Da 2 anni a questa parte la Russia ha visto un’evoluzione (o involuzione) del suo sistema economico, le continue sanzioni la hanno portata a sviluppare un regime economico puramente autarchico, com’è naturale che sia. Questa teoria, semplice e lineare, prende il nome del “Self-Sufficiency”: come lo stoicismo in filosofia insegna la “autarkia” spirituale, ovvero il concetto di bastare a se stessi, similmente nel campo della scienza economica affrontiamo questo concetto.
Azione e reazione portano i paesi, suscettibili di sanzioni di terzi protagonisti, a voler ridurre la loro dipendenza spesso materiale, quindi la loro vulnerabilità; nel terzo millennio la guerra si è spostata su vertici economici, le sanzioni sono un modo di limitare l’accesso di una nazione a particolari tecnologie, risorse o materiali, la risposta strategica più comune è sempre stata l’autarchia economica, passando dall’Unione Sovietica, da Cuba in risposta agli embarghi statunitensi all’Iran che ha trovato nel settore energetico autoprodotte una risposta alle sanzioni internazionali (nel grafico di curva di crescita dell’autarchia, gli obiettivi chiave che storicamente emergono con maggior successo di autoproduzione sono sovranità alimentare e autosufficienza energetica).
Così la Russia odierna, messa a dura prova dagli anni di guerra che intercorrono, dalle sanzioni e embarghi internazionali e, non ultimo per importanza, dai default del rublo, ha visto sviluppare un rafforzamento delle produzioni interne e di strette internazionali che coinvolgono il mondo orientale, non è una novità dapprima della guerra la nascita dell’EAUE, l’Unione Economica Eurasiatica che ha visto costruire una zona di libero scambio nei paesi dell’ex unione sovietica.
Questo meccanismo di difesa ha portato un’impennata nella crescita della produzione interna lorda, certo gli economisti si domandano se questo risultato basti per sovrastare i danni a lungo termine dell’isolamento.
Ecco che dopo la teoria ci concentriamo su un excursus di quello che è successo in Russia in questi anni: con il vento di guerra Putin ha instituito un oligarchia di fedelissimi i cui brand hanno saputo spazzare via i competitor d’oltreoceano, molti dei quali sono stati oggetto di discussione anche nel parlamento russo.

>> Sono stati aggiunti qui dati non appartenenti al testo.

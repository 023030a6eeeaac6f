use crate::analyzer::position::PositionClassifier;
use crate::model::{
    AnalysisError, CompetitivePositioning, MarketAverage, PriceBand, PriceIndicator, PriceTrend,
    PricingAnalysisResult, PricingStrategy, RevenueOptimization, ServicePricing,
    ServiceRecommendation, TrendDirection,
};

/// Low-bound raise for services priced below market with growing revenue.
pub const RAISE_STEP_PCT: f64 = 0.10;
/// Smaller raise when revenue is already softening.
pub const CAUTIOUS_RAISE_STEP_PCT: f64 = 0.05;
/// How far an out-of-position range is pulled toward the market average.
pub const NARROW_FACTOR: f64 = 0.5;
/// Estimated revenue gain per service moved toward market equilibrium.
pub const PER_SERVICE_GAIN_PCT: f64 = 3.0;
/// Ceiling on the overall revenue increase estimate.
pub const MAX_ESTIMATED_GAIN_PCT: f64 = 25.0;

#[derive(Debug, Clone, Copy, PartialEq)]
enum Adjustment {
    /// Raise the low bound by the given fraction, keep the high bound.
    RaiseLow(f64),
    /// Interpolate both bounds toward the market average by the given factor.
    NarrowTowardAverage(f64),
    Hold,
}

struct Rule {
    adjustment: Adjustment,
    name: &'static str,
    rationale: &'static str,
}

/// The full (position x revenue trend) adjustment policy. Adding a rule means
/// adding a row here; every recommendation names the row that fired.
const RULES: [Rule; 6] = [
    Rule {
        // below / increasing
        adjustment: Adjustment::RaiseLow(RAISE_STEP_PCT),
        name: "below-market-rising-revenue",
        rationale: "priced below market while revenue is rising; there is room to raise the low bound",
    },
    Rule {
        // below / decreasing
        adjustment: Adjustment::RaiseLow(CAUTIOUS_RAISE_STEP_PCT),
        name: "below-market-softening-revenue",
        rationale: "priced below market but revenue is softening; raise the low bound cautiously",
    },
    Rule {
        // above / increasing
        adjustment: Adjustment::Hold,
        name: "above-market-rising-revenue",
        rationale: "premium pricing is holding up while revenue grows; keep the current range",
    },
    Rule {
        // above / decreasing
        adjustment: Adjustment::NarrowTowardAverage(NARROW_FACTOR),
        name: "above-market-falling-revenue",
        rationale: "premium pricing with falling revenue; narrow the range toward the market average",
    },
    Rule {
        // average / increasing
        adjustment: Adjustment::Hold,
        name: "at-market-rising-revenue",
        rationale: "at market rates with healthy revenue; no adjustment needed",
    },
    Rule {
        // average / decreasing
        adjustment: Adjustment::Hold,
        name: "at-market-softening-revenue",
        rationale: "at market rates; revenue softness is unlikely to be price-driven",
    },
];

fn rule_for(indicator: PriceIndicator, revenue: TrendDirection) -> &'static Rule {
    let idx = match (indicator, revenue) {
        (PriceIndicator::Below, TrendDirection::Increasing) => 0,
        (PriceIndicator::Below, TrendDirection::Decreasing) => 1,
        (PriceIndicator::Above, TrendDirection::Increasing) => 2,
        (PriceIndicator::Above, TrendDirection::Decreasing) => 3,
        (PriceIndicator::Average, TrendDirection::Increasing) => 4,
        (PriceIndicator::Average, TrendDirection::Decreasing) => 5,
    };
    &RULES[idx]
}

fn apply_adjustment(current: PriceBand, adjustment: Adjustment, average: f64) -> PriceBand {
    match adjustment {
        Adjustment::Hold => current,
        Adjustment::RaiseLow(pct) => {
            let low = current.low * (1.0 + pct);
            PriceBand::new(low, current.high.max(low))
        }
        Adjustment::NarrowTowardAverage(factor) => PriceBand::new(
            current.low + (average - current.low) * factor,
            current.high + (average - current.high) * factor,
        ),
    }
}

pub struct RecommendationEngine;

impl RecommendationEngine {
    /// Produces per-service recommendations plus the revenue and positioning
    /// summary. Deterministic rule-table lookup, no model in the loop: each
    /// recommendation's reasoning names the rule that fired.
    pub fn recommend(
        category: &str,
        current_pricing: &[ServicePricing],
        market: &MarketAverage,
        history: Option<&PriceTrend>,
    ) -> Result<PricingAnalysisResult, AnalysisError> {
        if current_pricing.is_empty() {
            return Err(AnalysisError::InsufficientData);
        }

        // Without history we assume softening revenue, which picks the
        // cautious row of the table.
        let revenue_trend = history
            .map(|t| t.revenue_trend)
            .unwrap_or(TrendDirection::Decreasing);
        let volatility = history.map(|t| t.price_volatility).unwrap_or(0.0);

        let mut recommendations = Vec::with_capacity(current_pricing.len());
        let mut key_strategies: Vec<String> = Vec::new();
        let mut moved = 0usize;

        for service in current_pricing {
            let current = service.price_range;
            let classification =
                PositionClassifier::classify(current.midpoint(), market.average_price)?;
            let rule = rule_for(classification.indicator, revenue_trend);
            let recommended = apply_adjustment(current, rule.adjustment, market.average_price);
            if recommended != current {
                moved += 1;
            }

            let strategy = PositionClassifier::strategy_for(
                PositionClassifier::classify(recommended.midpoint(), market.average_price)?
                    .indicator,
            );
            let reasoning = format!(
                "{}: {} (current {}, recommended {}, market average ${:.0})",
                rule.name, rule.rationale, current, recommended, market.average_price
            );
            if rule.adjustment != Adjustment::Hold
                && !key_strategies.iter().any(|s| s == rule.rationale)
            {
                key_strategies.push(rule.rationale.to_string());
            }

            recommendations.push(ServiceRecommendation {
                service_name: service.service_name.clone(),
                current_price_range: current,
                recommended_price_range: recommended,
                pricing_strategy: strategy,
                reasoning,
            });
        }

        let revenue_optimization = RevenueOptimization {
            estimated_revenue_increase_pct: estimate_revenue_increase(
                moved,
                volatility,
                market.average_price,
            ),
            implementation_timeline: timeline_for(moved).to_string(),
            key_strategies,
        };

        let overall_midpoint = current_pricing
            .iter()
            .map(|s| s.price_range.midpoint())
            .sum::<f64>()
            / current_pricing.len() as f64;
        let overall = PositionClassifier::classify(overall_midpoint, market.average_price)?;
        let target_position = PositionClassifier::strategy_for(overall.indicator);
        let competitive_positioning = CompetitivePositioning {
            target_position,
            price_advantage: overall.indicator,
            value_proposition: value_proposition(target_position, category),
        };

        Ok(PricingAnalysisResult {
            service_recommendations: recommendations,
            revenue_optimization,
            competitive_positioning,
        })
    }
}

/// Weighted estimate of the revenue upside. Monotonic in the number of
/// services moved toward equilibrium; volatile markets get a bonus because
/// they reprice faster. Tunable policy constants, not observed data.
fn estimate_revenue_increase(moved: usize, volatility: f64, average_price: f64) -> f64 {
    let volatility_ratio = if average_price > 0.0 {
        (volatility / average_price).min(0.5)
    } else {
        0.0
    };
    let estimate =
        (moved as f64 * PER_SERVICE_GAIN_PCT * (1.0 + volatility_ratio)).min(MAX_ESTIMATED_GAIN_PCT);
    (estimate * 10.0).round() / 10.0
}

fn timeline_for(moved: usize) -> &'static str {
    match moved {
        0 => "no changes required",
        1..=2 => "2-4 weeks",
        _ => "4-8 weeks",
    }
}

fn value_proposition(strategy: PricingStrategy, category: &str) -> String {
    match strategy {
        PricingStrategy::Premium => {
            format!("stand out in {category} on quality, not price")
        }
        PricingStrategy::Budget => {
            format!("win {category} customers on price against higher-priced competitors")
        }
        _ => format!("balanced value at the going {category} rate"),
    }
}

#[cfg(test)]
mod tests {
    use super::*;
    use crate::model::MarketPosition;

    fn market(average: f64) -> MarketAverage {
        MarketAverage {
            average_price: average,
            price_range: PriceBand::new(average * 0.5, average * 1.5),
            market_position: MarketPosition::MarketWide,
        }
    }

    fn service(name: &str, low: f64, high: f64) -> ServicePricing {
        ServicePricing {
            service_name: name.into(),
            price_range: PriceBand::new(low, high),
        }
    }

    fn rising_trend() -> PriceTrend {
        PriceTrend {
            price_trend: TrendDirection::Increasing,
            revenue_trend: TrendDirection::Increasing,
            price_volatility: 0.0,
            optimal_price_range: PriceBand::new(50.0, 60.0),
        }
    }

    #[test]
    fn no_services_is_insufficient_data() {
        assert_eq!(
            RecommendationEngine::recommend("barber", &[], &market(60.0), None),
            Err(AnalysisError::InsufficientData)
        );
    }

    #[test]
    fn underpriced_service_with_rising_revenue_gets_low_bound_raise() {
        let services = [service("haircut", 30.0, 40.0)];
        let trend = rising_trend();
        let result =
            RecommendationEngine::recommend("barber", &services, &market(60.0), Some(&trend))
                .unwrap();

        let rec = &result.service_recommendations[0];
        assert_eq!(rec.recommended_price_range.low, 33.0);
        assert_eq!(rec.recommended_price_range.high, 40.0);
        assert!(rec.reasoning.contains("below-market-rising-revenue"));
        assert!(rec.recommended_price_range.is_well_formed());
    }

    #[test]
    fn overpriced_service_with_falling_revenue_narrows_toward_average() {
        let services = [service("massage", 90.0, 110.0)];
        let trend = PriceTrend {
            revenue_trend: TrendDirection::Decreasing,
            ..rising_trend()
        };
        let result =
            RecommendationEngine::recommend("spa", &services, &market(60.0), Some(&trend))
                .unwrap();

        let rec = &result.service_recommendations[0];
        // both bounds pulled halfway toward the 60 average
        assert_eq!(rec.recommended_price_range, PriceBand::new(75.0, 85.0));
        assert!(rec.reasoning.contains("above-market-falling-revenue"));
    }

    #[test]
    fn at_market_services_hold_their_range() {
        let services = [service("trim", 55.0, 65.0)];
        let trend = rising_trend();
        let result =
            RecommendationEngine::recommend("barber", &services, &market(60.0), Some(&trend))
                .unwrap();

        let rec = &result.service_recommendations[0];
        assert_eq!(rec.recommended_price_range, PriceBand::new(55.0, 65.0));
        assert_eq!(rec.pricing_strategy, PricingStrategy::Competitive);
        assert_eq!(
            result.revenue_optimization.estimated_revenue_increase_pct,
            0.0
        );
        assert_eq!(
            result.revenue_optimization.implementation_timeline,
            "no changes required"
        );
    }

    #[test]
    fn strategy_tracks_recommended_midpoint() {
        let services = [service("deluxe", 80.0, 100.0)];
        let trend = rising_trend();
        let result =
            RecommendationEngine::recommend("spa", &services, &market(60.0), Some(&trend))
                .unwrap();
        // above market, rising revenue: held at a premium position
        assert_eq!(
            result.service_recommendations[0].pricing_strategy,
            PricingStrategy::Premium
        );
        assert_eq!(
            result.competitive_positioning.target_position,
            PricingStrategy::Premium
        );
        assert_eq!(
            result.competitive_positioning.price_advantage,
            PriceIndicator::Above
        );
    }

    #[test]
    fn revenue_estimate_is_monotonic_in_services_moved() {
        let trend = rising_trend();
        let mut last = 0.0;
        for n in 1..=5 {
            let services: Vec<_> = (0..n)
                .map(|i| service(&format!("svc{i}"), 30.0, 40.0))
                .collect();
            let result =
                RecommendationEngine::recommend("barber", &services, &market(60.0), Some(&trend))
                    .unwrap();
            let estimate = result.revenue_optimization.estimated_revenue_increase_pct;
            assert!(estimate >= last, "estimate dropped at {n} services");
            last = estimate;
        }
    }

    #[test]
    fn missing_history_uses_the_cautious_rows() {
        let services = [service("haircut", 30.0, 40.0)];
        let result =
            RecommendationEngine::recommend("barber", &services, &market(60.0), None).unwrap();
        let rec = &result.service_recommendations[0];
        assert!(rec.reasoning.contains("below-market-softening-revenue"));
        assert_eq!(rec.recommended_price_range.low, 31.5);
    }
}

Il primo McDonald’s ha aperto nel 1990, ed ha avuto vita relativamente breve se pensiamo che, ormai 3 anni fa, è stato completamente sostituito da “Zio Vanja”, lanciato nel 2022 con un focus diretto alla creazione di un marchio su scala nazionale.
Dopo la guerra e le sanzioni il marchio americano ha infatti sospeso le operazioni commerciali e ha venduto i ristoranti a una società russa, la “Sistema PBO”, la quale detiene una catena di ristoranti che si chiama “Vkusno i toschka”, che in russo significa “Buono e basta”.
Pure sulla branca digitale e tecnologica la Russia ci ha stupito, riuscendo a ricreare social network che non hanno nulla da invidiare a Facebook e Instagram di Meta, è Rossgram l’Instagram del Cremlino, RuTube l’alternativa a YouTube, Yandex al posto di Google e VKontakte il social clone di Facebook, tutte proprietà di bandiera.
Ecco che le imprese autoctone, spinte dall’efficienza con la quale l’industria russa sta affrontando questi anni difficili, sono così riuscite a spazzare via i nomi internazionali.